Please write out all of the entries exactly as they appear.

(Excerpts from a dataset)

***

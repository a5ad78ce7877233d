//! Windowed indicator computations over a price series.
//!
//! Every function returns columns aligned 1:1 with the input series, with
//! `None` wherever the indicator is undefined under the requested warm-up.
//! All of them reject an empty series with `ForecastError::Data`.

use crate::domain::errors::{ForecastError, ForecastResult};
use crate::domain::indicators::{Column, Warmup};
use crate::domain::market::Series;
use statrs::statistics::Statistics;
use ta::Next;
use ta::indicators::ExponentialMovingAverage;

fn check_window(window: usize, what: &str) -> ForecastResult<()> {
    if window == 0 {
        return Err(ForecastError::invalid_parameter(format!(
            "{} window must be positive",
            what
        )));
    }
    Ok(())
}

fn mean(values: &[f64]) -> f64 {
    values.iter().sum::<f64>() / values.len() as f64
}

/// Applies `f` to the trailing window ending at every index, once at least
/// `min_periods` samples are available.
fn rolling<F>(values: &[f64], window: usize, min_periods: usize, f: F) -> Column
where
    F: Fn(&[f64]) -> Option<f64>,
{
    (0..values.len())
        .map(|i| {
            let start = (i + 1).saturating_sub(window);
            let slice = &values[start..=i];
            if slice.len() >= min_periods {
                f(slice)
            } else {
                None
            }
        })
        .collect()
}

/// Recursive EMA seeded with the first sample, alpha = 2 / (span + 1).
fn ema_values(values: &[f64], span: usize) -> ForecastResult<Vec<f64>> {
    let mut ema = ExponentialMovingAverage::new(span)?;
    Ok(values.iter().map(|&v| ema.next(v)).collect())
}

fn mask_leading(values: Vec<f64>, min_periods: usize) -> Column {
    values
        .into_iter()
        .enumerate()
        .map(|(i, v)| if i + 1 >= min_periods { Some(v) } else { None })
        .collect()
}

/// Simple moving average of close.
pub fn sma(series: &Series, window: usize, warmup: Warmup) -> ForecastResult<Column> {
    series.ensure_not_empty()?;
    check_window(window, "SMA")?;
    Ok(rolling(
        &series.closes(),
        window,
        warmup.min_periods(window),
        |w| Some(mean(w)),
    ))
}

/// Exponential moving average of close. The recursion always starts at the
/// first bar; `warmup` only hides leading values.
pub fn ema(series: &Series, span: usize, warmup: Warmup) -> ForecastResult<Column> {
    series.ensure_not_empty()?;
    check_window(span, "EMA")?;
    let values = ema_values(&series.closes(), span)?;
    Ok(mask_leading(values, warmup.min_periods(span)))
}

#[derive(Debug, Clone, PartialEq)]
pub struct BollingerBands {
    pub upper: Column,
    pub middle: Column,
    pub lower: Column,
}

/// Bands at `k` sample standard deviations around the SMA.
pub fn bollinger_bands(
    series: &Series,
    window: usize,
    k: f64,
    warmup: Warmup,
) -> ForecastResult<BollingerBands> {
    series.ensure_not_empty()?;
    check_window(window, "Bollinger")?;
    if !k.is_finite() || k < 0.0 {
        return Err(ForecastError::invalid_parameter(format!(
            "Bollinger multiplier must be finite and non-negative, got {}",
            k
        )));
    }

    let closes = series.closes();
    let min_periods = warmup.min_periods(window);
    let middle = rolling(&closes, window, min_periods, |w| Some(mean(w)));
    // Sample std is undefined for a single observation
    let sigma = rolling(&closes, window, min_periods, |w| {
        let sd = w.iter().std_dev();
        if sd.is_finite() { Some(sd) } else { None }
    });

    let (upper, lower): (Column, Column) = middle
        .iter()
        .zip(sigma.iter())
        .map(|(m, s)| match (m, s) {
            (Some(m), Some(s)) => (Some(m + k * s), Some(m - k * s)),
            _ => (None, None),
        })
        .unzip();

    Ok(BollingerBands {
        upper,
        middle,
        lower,
    })
}

/// Running volume-weighted average of close since the first bar.
pub fn vwap(series: &Series) -> ForecastResult<Column> {
    series.ensure_not_empty()?;
    let mut cum_pv = 0.0;
    let mut cum_volume = 0.0;
    Ok(series
        .bars()
        .iter()
        .map(|bar| {
            cum_pv += bar.close * bar.volume;
            cum_volume += bar.volume;
            if cum_volume > 0.0 {
                Some(cum_pv / cum_volume)
            } else {
                None
            }
        })
        .collect())
}

/// RSI from average gain and loss. A zero average loss means RS is infinite,
/// so the result is exactly 100.
pub fn rsi_from_averages(avg_gain: f64, avg_loss: f64) -> f64 {
    if avg_loss == 0.0 {
        return 100.0;
    }
    let rs = avg_gain / avg_loss;
    100.0 - 100.0 / (1.0 + rs)
}

/// Relative strength index with rolling-mean gain/loss averages.
///
/// The first bar has no delta and contributes zero gain and zero loss.
pub fn rsi(series: &Series, window: usize, warmup: Warmup) -> ForecastResult<Column> {
    series.ensure_not_empty()?;
    check_window(window, "RSI")?;

    let closes = series.closes();
    let mut gains = Vec::with_capacity(closes.len());
    let mut losses = Vec::with_capacity(closes.len());
    gains.push(0.0);
    losses.push(0.0);
    for pair in closes.windows(2) {
        let delta = pair[1] - pair[0];
        gains.push(delta.max(0.0));
        losses.push((-delta).max(0.0));
    }

    let min_periods = warmup.min_periods(window);
    let avg_gain = rolling(&gains, window, min_periods, |w| Some(mean(w)));
    let avg_loss = rolling(&losses, window, min_periods, |w| Some(mean(w)));

    Ok(avg_gain
        .into_iter()
        .zip(avg_loss)
        .map(|(g, l)| match (g, l) {
            (Some(g), Some(l)) => Some(rsi_from_averages(g, l)),
            _ => None,
        })
        .collect())
}

#[derive(Debug, Clone, Copy, PartialEq)]
pub struct MacdParams {
    pub fast: usize,
    pub slow: usize,
    pub signal: usize,
    pub fast_warmup: Warmup,
    pub slow_warmup: Warmup,
    pub signal_warmup: Warmup,
}

impl Default for MacdParams {
    fn default() -> Self {
        Self {
            fast: 12,
            slow: 26,
            signal: 9,
            fast_warmup: Warmup::Full,
            slow_warmup: Warmup::Full,
            signal_warmup: Warmup::Full,
        }
    }
}

#[derive(Debug, Clone, PartialEq)]
pub struct Macd {
    pub macd: Column,
    pub signal: Column,
}

/// MACD line (fast EMA minus slow EMA) and its signal line.
///
/// The signal EMA runs over the defined MACD values only, seeded at the first
/// one.
pub fn macd(series: &Series, params: &MacdParams) -> ForecastResult<Macd> {
    series.ensure_not_empty()?;
    check_window(params.fast, "MACD fast")?;
    check_window(params.slow, "MACD slow")?;
    check_window(params.signal, "MACD signal")?;

    let closes = series.closes();
    let fast = mask_leading(
        ema_values(&closes, params.fast)?,
        params.fast_warmup.min_periods(params.fast),
    );
    let slow = mask_leading(
        ema_values(&closes, params.slow)?,
        params.slow_warmup.min_periods(params.slow),
    );

    let line: Column = fast
        .iter()
        .zip(slow.iter())
        .map(|(f, s)| match (f, s) {
            (Some(f), Some(s)) => Some(f - s),
            _ => None,
        })
        .collect();

    let signal_min = params.signal_warmup.min_periods(params.signal);
    let mut signal_ema = ExponentialMovingAverage::new(params.signal)?;
    let mut seen = 0usize;
    let signal = line
        .iter()
        .map(|value| {
            let m = (*value)?;
            seen += 1;
            let s = signal_ema.next(m);
            if seen >= signal_min { Some(s) } else { None }
        })
        .collect();

    Ok(Macd {
        macd: line,
        signal,
    })
}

***

Output for this exercise:
repository a5ad78ce7877233d
//! Windowed indicator computations over a price series.
//!
//! Every function returns columns aligned 1:1 with the input series, with
//! `None` wherever the indicator is undefined under the requested warm-up.
//! All of them reject an empty series with `ForecastError::Data`.

use crate::domain::errors::{ForecastError, ForecastResult};
use crate::domain::indicators::{Column, Warmup};
use crate::domain::market::Series;
use statrs::statistics::Statistics;
use ta::Next;
use ta::indicators::ExponentialMovingAverage;

fn check_window(window: usize, what: &str) -> ForecastResult<()> {
    if window == 0 {
        return Err(ForecastError::invalid_parameter(format!(
            "{} window must be positive",
            what
        )));
    }
    Ok(())
}

fn mean(values: &[f64]) -> f64 {
    values.iter().sum::<f64>() / values.len() as f64
}

/// Applies `f` to the trailing window ending at every index, once at least
/// `min_periods` samples are available.
fn rolling<F>(values: &[f64], window: usize, min_periods: usize, f: F) -> Column
where
    F: Fn(&[f64]) -> Option<f64>,
{
    (0..values.len())
        .map(|i| {
            let start = (i + 1).saturating_sub(window);
            let slice = &values[start..=i];
            if slice.len() >= min_periods {
                f(slice)
            } else {
                None
            }
        })
        .collect()
}

/// Recursive EMA seeded with the first sample, alpha = 2 / (span + 1).
fn ema_values(values: &[f64], span: usize) -> ForecastResult<Vec<f64>> {
    let mut ema = ExponentialMovingAverage::new(span)?;
    Ok(values.iter().map(|&v| ema.next(v)).collect())
}

fn mask_leading(values: Vec<f64>, min_periods: usize) -> Column {
    values
        .into_iter()
        .enumerate()
        .map(|(i, v)| if i + 1 >= min_periods { Some(v) } else { None })
        .collect()
}

/// Simple moving average of close.
pub fn sma(series: &Series, window: usize, warmup: Warmup) -> ForecastResult<Column> {
    series.ensure_not_empty()?;
    check_window(window, "SMA")?;
    Ok(rolling(
        &series.closes(),
        window,
        warmup.min_periods(window),
        |w| Some(mean(w)),
    ))
}

/// Exponential moving average of close. The recursion always starts at the
/// first bar; `warmup` only hides leading values.
pub fn ema(series: &Series, span: usize, warmup: Warmup) -> ForecastResult<Column> {
    series.ensure_not_empty()?;
    check_window(span, "EMA")?;
    let values = ema_values(&series.closes(), span)?;
    Ok(mask_leading(values, warmup.min_periods(span)))
}

#[derive(Debug, Clone, PartialEq)]
pub struct BollingerBands {
    pub upper: Column,
    pub middle: Column,
    pub lower: Column,
}

/// Bands at `k` sample standard deviations around the SMA.
pub fn bollinger_bands(
    series: &Series,
    window: usize,
    k: f64,
    warmup: Warmup,
) -> ForecastResult<BollingerBands> {
    series.ensure_not_empty()?;
    check_window(window, "Bollinger")?;
    if !k.is_finite() || k < 0.0 {
        return Err(ForecastError::invalid_parameter(format!(
            "Bollinger multiplier must be finite and non-negative, got {}",
            k
        )));
    }

    let closes = series.closes();
    let min_periods = warmup.min_periods(window);
    let middle = rolling(&closes, window, min_periods, |w| Some(mean(w)));
    // Sample std is undefined for a single observation
    let sigma = rolling(&closes, window, min_periods, |w| {
        let sd = w.iter().std_dev();
        if sd.is_finite() { Some(sd) } else { None }
    });

    let (upper, lower): (Column, Column) = middle
        .iter()
        .zip(sigma.iter())
        .map(|(m, s)| match (m, s) {
            (Some(m), Some(s)) => (Some(m + k * s), Some(m - k * s)),
            _ => (None, None),
        })
        .unzip();

    Ok(BollingerBands {
        upper,
        middle,
        lower,
    })
}

/// Running volume-weighted average of close since the first bar.
pub fn vwap(series: &Series) -> ForecastResult<Column> {
    series.ensure_not_empty()?;
    let mut cum_pv = 0.0;
    let mut cum_volume = 0.0;
    Ok(series
        .bars()
        .iter()
        .map(|bar| {
            cum_pv += bar.close * bar.volume;
            cum_volume += bar.volume;
            if cum_volume > 0.0 {
                Some(cum_pv / cum_volume)
            } else {
                None
            }
        })
        .collect())
}

/// RSI from average gain and loss. A zero average loss means RS is infinite,
/// so the result is exactly 100.
pub fn rsi_from_averages(avg_gain: f64, avg_loss: f64) -> f64 {
    if avg_loss == 0.0 {
        return 100.0;
    }
    let rs = avg_gain / avg_loss;
    100.0 - 100.0 / (1.0 + rs)
}

/// Relative strength index with rolling-mean gain/loss averages.
///
/// The first bar has no delta and contributes zero gain and zero loss.
pub fn rsi(series: &Series, window: usize, warmup: Warmup) -> ForecastResult<Column> {
    series.ensure_not_empty()?;
    check_window(window, "RSI")?;

    let closes = series.closes();
    let mut gains = Vec::with_capacity(closes.len());
    let mut losses = Vec::with_capacity(closes.len());
    gains.push(0.0);
    losses.push(0.0);
    for pair in closes.windows(2) {
        let delta = pair[1] - pair[0];
        gains.push(delta.max(0.0));
        losses.push((-delta).max(0.0));
    }

    let min_periods = warmup.min_periods(window);
    let avg_gain = rolling(&gains, window, min_periods, |w| Some(mean(w)));
    let avg_loss = rolling(&losses, window, min_periods, |w| Some(mean(w)));

    Ok(avg_gain
        .into_iter()
        .zip(avg_loss)
        .map(|(g, l)| match (g, l) {
            (Some(g), Some(l)) => Some(rsi_from_averages(g, l)),
            _ => None,
        })
        .collect())
}

#[derive(Debug, Clone, Copy, PartialEq)]
pub struct MacdParams {
    pub fast: usize,
    pub slow: usize,
    pub signal: usize,
    pub fast_warmup: Warmup,
    pub slow_warmup: Warmup,
    pub signal_warmup: Warmup,
}

impl Default for MacdParams {
    fn default() -> Self {
        Self {
            fast: 12,
            slow: 26,
            signal: 9,
            fast_warmup: Warmup::Full,
            slow_warmup: Warmup::Full,
            signal_warmup: Warmup::Full,
        }
    }
}

#[derive(Debug, Clone, PartialEq)]
pub struct Macd {
    pub macd: Column,
    pub signal: Column,
}

/// MACD line (fast EMA minus slow EMA) and its signal line.
///
/// The signal EMA runs over the defined MACD values only, seeded at the first
/// one.
pub fn macd(series: &Series, params: &MacdParams) -> ForecastResult<Macd> {
    series.ensure_not_empty()?;
    check_window(params.fast, "MACD fast")?;
    check_window(params.slow, "MACD slow")?;
    check_window(params.signal, "MACD signal")?;

    let closes = series.closes();
    let fast = mask_leading(
        ema_values(&closes, params.fast)?,
        params.fast_warmup.min_periods(params.fast),
    );
    let slow = mask_leading(
        ema_values(&closes, params.slow)?,
        params.slow_warmup.min_periods(params.slow),
    );

    let line: Column = fast
        .iter()
        .zip(slow.iter())
        .map(|(f, s)| match (f, s) {
            (Some(f), Some(s)) => Some(f - s),
            _ => None,
        })
        .collect();

    let signal_min = params.signal_warmup.min_periods(params.signal);
    let mut signal_ema = ExponentialMovingAverage::new(params.signal)?;
    let mut seen = 0usize;
    let signal = line
        .iter()
        .map(|value| {
            let m = (*value)?;
            seen += 1;
            let s = signal_ema.next(m);
            if seen >= signal_min { Some(s) } else { None }
        })
        .collect();

    Ok(Macd {
        macd: line,
        signal,
    })
}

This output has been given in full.